I have a weird attraction to fictional bands. There’s something strange and completely out of character about a band that is invented, either for a movie or television show or for some purpose of anonymity. While few have ever come right out and said it, most musicians pursue it for a level of fortune and glory. Therefore, being a part of a band that doesn’t really exist runs against the idea of being in a band at all. It may not ever be revealed who the members are when they are out of character. They will have extreme difficulty trading on whatever success does come from being in, say, The Rutles, Spinal Tap, and Stillwater because of the costuming superseding the work.
So it was in 1968 when the movie Wild In The Streets appeared. An American International Pictures release featuring Hal Holbrook and Shelley Winters, the exploitation flick focuses on pop star and presumed counter-culture revolutionary Max Frost, played by Christopher Jones.
I knew nothing about this. I didn’t know this movie existed, and I didn’t even know Richard Pryor played the role of Max Frost and the Troopers drummer Stanley X. In fact, when I read that factoid I had to Google “Richard Pryor Wild In The Streets” to make sure the Wikipedia entry wasn’t referencing a totally different man named Richard Pryor. I was wrong.

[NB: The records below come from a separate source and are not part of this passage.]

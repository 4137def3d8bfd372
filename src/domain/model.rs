use crate::utils::error::StakeError;
use serde::{Deserialize, Serialize};
use std::fmt;
use std::str::FromStr;
use thiserror::Error;

pub const SOL_ASSET_ID: &str = "sol";
pub const SOL_DECIMALS: u32 = 9;
/// u128 最多可安全表示 10^38
const MAX_DECIMALS: u32 = 38;

/// 平台支援的 Solana 網路
#[derive(Debug, Clone, Copy, PartialEq, Eq, Serialize, Deserialize)]
pub enum Network {
    #[serde(rename = "solana-devnet", alias = "devnet")]
    SolanaDevnet,
    #[serde(rename = "solana-mainnet", alias = "mainnet", alias = "mainnet-beta")]
    SolanaMainnet,
}

impl Network {
    pub fn network_id(&self) -> &'static str {
        match self {
            Network::SolanaDevnet => "solana-devnet",
            Network::SolanaMainnet => "solana-mainnet",
        }
    }

    pub fn default_rpc_url(&self) -> &'static str {
        match self {
            Network::SolanaDevnet => "https://api.devnet.solana.com",
            Network::SolanaMainnet => "https://api.mainnet-beta.solana.com",
        }
    }

    pub fn explorer_link(&self, signature: &str) -> String {
        match self {
            Network::SolanaDevnet => {
                format!("https://explorer.solana.com/tx/{}?cluster=devnet", signature)
            }
            Network::SolanaMainnet => format!("https://explorer.solana.com/tx/{}", signature),
        }
    }
}

impl fmt::Display for Network {
    fn fmt(&self, f: &mut fmt::Formatter<'_>) -> fmt::Result {
        f.write_str(self.network_id())
    }
}

impl FromStr for Network {
    type Err = StakeError;

    fn from_str(s: &str) -> Result<Self, Self::Err> {
        match s.trim().to_ascii_lowercase().as_str() {
            "solana-devnet" | "devnet" => Ok(Network::SolanaDevnet),
            "solana-mainnet" | "mainnet" | "mainnet-beta" => Ok(Network::SolanaMainnet),
            other => Err(StakeError::InvalidConfigValueError {
                field: "network".to_string(),
                value: other.to_string(),
                reason: "Supported networks: solana-devnet, solana-mainnet".to_string(),
            }),
        }
    }
}

/// 預檢 (preflight) 模擬時使用的確認等級
#[derive(Debug, Clone, Copy, PartialEq, Eq, Serialize, Deserialize, Default)]
#[serde(rename_all = "lowercase")]
pub enum Commitment {
    #[default]
    Processed,
    Confirmed,
    Finalized,
}

impl Commitment {
    pub fn as_str(&self) -> &'static str {
        match self {
            Commitment::Processed => "processed",
            Commitment::Confirmed => "confirmed",
            Commitment::Finalized => "finalized",
        }
    }
}

impl fmt::Display for Commitment {
    fn fmt(&self, f: &mut fmt::Formatter<'_>) -> fmt::Result {
        f.write_str(self.as_str())
    }
}

impl FromStr for Commitment {
    type Err = StakeError;

    fn from_str(s: &str) -> Result<Self, Self::Err> {
        match s.trim().to_ascii_lowercase().as_str() {
            "processed" => Ok(Commitment::Processed),
            "confirmed" => Ok(Commitment::Confirmed),
            "finalized" => Ok(Commitment::Finalized),
            other => Err(StakeError::InvalidConfigValueError {
                field: "preflight_commitment".to_string(),
                value: other.to_string(),
                reason: "Expected one of: processed, confirmed, finalized".to_string(),
            }),
        }
    }
}

#[derive(Debug, Clone, PartialEq, Eq, Serialize, Deserialize)]
pub struct Asset {
    pub network_id: String,
    pub asset_id: String,
    pub decimals: u32,
}

#[derive(Debug, Clone, PartialEq, Eq, Error)]
pub enum AmountParseError {
    #[error("amount is empty")]
    Empty,
    #[error("amount contains invalid character '{0}'")]
    InvalidCharacter(char),
    #[error("amount has more than one decimal point")]
    MultipleDecimalPoints,
    #[error("amount has {found} fractional digits but the asset only supports {allowed}")]
    TooPrecise { found: usize, allowed: u32 },
    #[error("amount is too large")]
    Overflow,
    #[error("unsupported number of decimals: {0}")]
    UnsupportedDecimals(u32),
}

impl From<AmountParseError> for StakeError {
    fn from(e: AmountParseError) -> Self {
        StakeError::ValidationError {
            message: e.to_string(),
        }
    }
}

/// 定點數量：以最小單位 (atomic units) 保存，避免浮點誤差
#[derive(Debug, Clone, Copy, PartialEq, Eq, PartialOrd, Ord, Hash)]
pub struct Amount {
    atomic: u128,
    decimals: u32,
}

impl Amount {
    pub fn from_atomic(atomic: u128, decimals: u32) -> Self {
        Self { atomic, decimals }
    }

    /// 解析平台回傳的最小單位字串，例如 "1500000000"
    pub fn parse_atomic(text: &str, decimals: u32) -> Result<Self, AmountParseError> {
        let text = text.trim();
        if text.is_empty() {
            return Err(AmountParseError::Empty);
        }
        if let Some(c) = text.chars().find(|c| !c.is_ascii_digit()) {
            return Err(AmountParseError::InvalidCharacter(c));
        }
        let atomic = text.parse::<u128>().map_err(|_| AmountParseError::Overflow)?;
        Ok(Self { atomic, decimals })
    }

    /// 解析整數單位的十進位字串，例如 "0.1" SOL
    pub fn parse_decimal(text: &str, decimals: u32) -> Result<Self, AmountParseError> {
        if decimals > MAX_DECIMALS {
            return Err(AmountParseError::UnsupportedDecimals(decimals));
        }

        let text = text.trim();
        if text.is_empty() || text == "." {
            return Err(AmountParseError::Empty);
        }

        let mut parts = text.splitn(2, '.');
        let whole = parts.next().unwrap_or_default();
        let fraction = parts.next().unwrap_or_default();
        if fraction.contains('.') {
            return Err(AmountParseError::MultipleDecimalPoints);
        }
        if let Some(c) = whole.chars().chain(fraction.chars()).find(|c| !c.is_ascii_digit()) {
            return Err(AmountParseError::InvalidCharacter(c));
        }

        // 多出來的小數位數只允許是 0
        let significant = fraction.trim_end_matches('0');
        if significant.len() > decimals as usize {
            return Err(AmountParseError::TooPrecise {
                found: significant.len(),
                allowed: decimals,
            });
        }

        let scale = 10u128.pow(decimals);
        let whole_value = if whole.is_empty() {
            0
        } else {
            whole.parse::<u128>().map_err(|_| AmountParseError::Overflow)?
        };
        let fraction_value = if significant.is_empty() {
            0
        } else {
            let padding = 10u128.pow(decimals - significant.len() as u32);
            significant
                .parse::<u128>()
                .map_err(|_| AmountParseError::Overflow)?
                * padding
        };

        let atomic = whole_value
            .checked_mul(scale)
            .and_then(|v| v.checked_add(fraction_value))
            .ok_or(AmountParseError::Overflow)?;

        Ok(Self { atomic, decimals })
    }

    pub fn atomic(&self) -> u128 {
        self.atomic
    }

    pub fn decimals(&self) -> u32 {
        self.decimals
    }

    pub fn is_zero(&self) -> bool {
        self.atomic == 0
    }
}

impl fmt::Display for Amount {
    fn fmt(&self, f: &mut fmt::Formatter<'_>) -> fmt::Result {
        if self.decimals == 0 {
            return write!(f, "{}", self.atomic);
        }
        let scale = 10u128.pow(self.decimals);
        let whole = self.atomic / scale;
        let fraction = self.atomic % scale;
        if fraction == 0 {
            return write!(f, "{}", whole);
        }
        let digits = format!("{:0width$}", fraction, width = self.decimals as usize);
        write!(f, "{}.{}", whole, digits.trim_end_matches('0'))
    }
}

#[derive(Debug, Clone, PartialEq, Eq)]
pub struct Balance {
    pub amount: Amount,
    pub asset: Asset,
}

/// 單筆待簽名的鏈上交易
#[derive(Debug, Clone, PartialEq, Eq, Serialize, Deserialize)]
pub struct StakingTransaction {
    pub network_id: String,
    #[serde(default)]
    pub from_address_id: String,
    pub unsigned_payload: String,
    #[serde(default)]
    pub signed_payload: Option<String>,
    #[serde(default)]
    pub transaction_hash: Option<String>,
    #[serde(default)]
    pub transaction_link: Option<String>,
    pub status: String,
}

impl StakingTransaction {
    /// 平台已代為簽好的交易 (空字串視為未簽名)
    pub fn platform_signed_payload(&self) -> Option<&str> {
        self.signed_payload
            .as_deref()
            .map(str::trim)
            .filter(|payload| !payload.is_empty())
    }
}

/// 平台建立的質押操作，可包含多筆交易
#[derive(Debug, Clone, PartialEq, Eq, Serialize, Deserialize)]
pub struct StakingOperation {
    pub id: String,
    pub network_id: String,
    pub address_id: String,
    pub status: String,
    #[serde(default)]
    pub transactions: Vec<StakingTransaction>,
}

impl StakingOperation {
    pub fn is_terminal(&self) -> bool {
        matches!(self.status.as_str(), "complete" | "failed")
    }
}

#[derive(Debug, Clone, PartialEq, Eq, Serialize)]
pub struct BroadcastResult {
    pub signature: String,
    pub link: String,
}

/// 一次執行的結果摘要
#[derive(Debug, Clone, PartialEq, Eq, Serialize)]
pub struct StakeReport {
    pub network: Network,
    pub address: String,
    pub stakeable_balance: String,
    pub staked_amount: String,
    pub operation_id: String,
    pub signed_transactions: Vec<String>,
    pub broadcasts: Vec<BroadcastResult>,
}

It has to be said that no one in the movie played the music — unlike The Rutles where almost everyone except Eric Idle actually performed, and the same goes for Spinal Tap’s McKean, Shearer, and Guest. And yet one of the key songs from Wild In The Streets managed to become a hit and transcend the movie to the point where people actually could believe Max Frost and the Troopers was a real band. “Shape of Things to Come” was released as a single on the Tower Records label. The track wasn’t too far away from what was happening in ’68, displaying a psychedelic pop sound that paralleled real bands like the Strawberry Alarm Clock (“Incense and Peppermints”). The lyrics too had that rather pompous sense of warning that emanated from the counter-culture.
There’s a new sun rising up angry in the sky
There’s a new voice crying but not afraid to die
Let the old world make believe it’s blind and deaf and dumb
But nothing can change the shape of things to come
You probably never heard it on the radio. It was a long time ago, after all. But you probably heard it roughly ten tears ago as part of a Target Department Store ad campaign. This is one of those frequently baffling choices that advertising agencies make, choosing a song based on the title — Target is the shape of things to come, right? — and not on what else is being sung in the track itself. “There’s a new sun rising up angry in the sky/There’s a new voice crying but not afraid to die” just makes you want to go out and by t-shirts and scented candles, don’t it?
And those same advertising agencies also were likely oblivious to the news that there was no actual Max Frost and the Troopers. It is fascinating how purpose-built product can take on a life of its own from literally nothing, not even the foundation of an artist identity.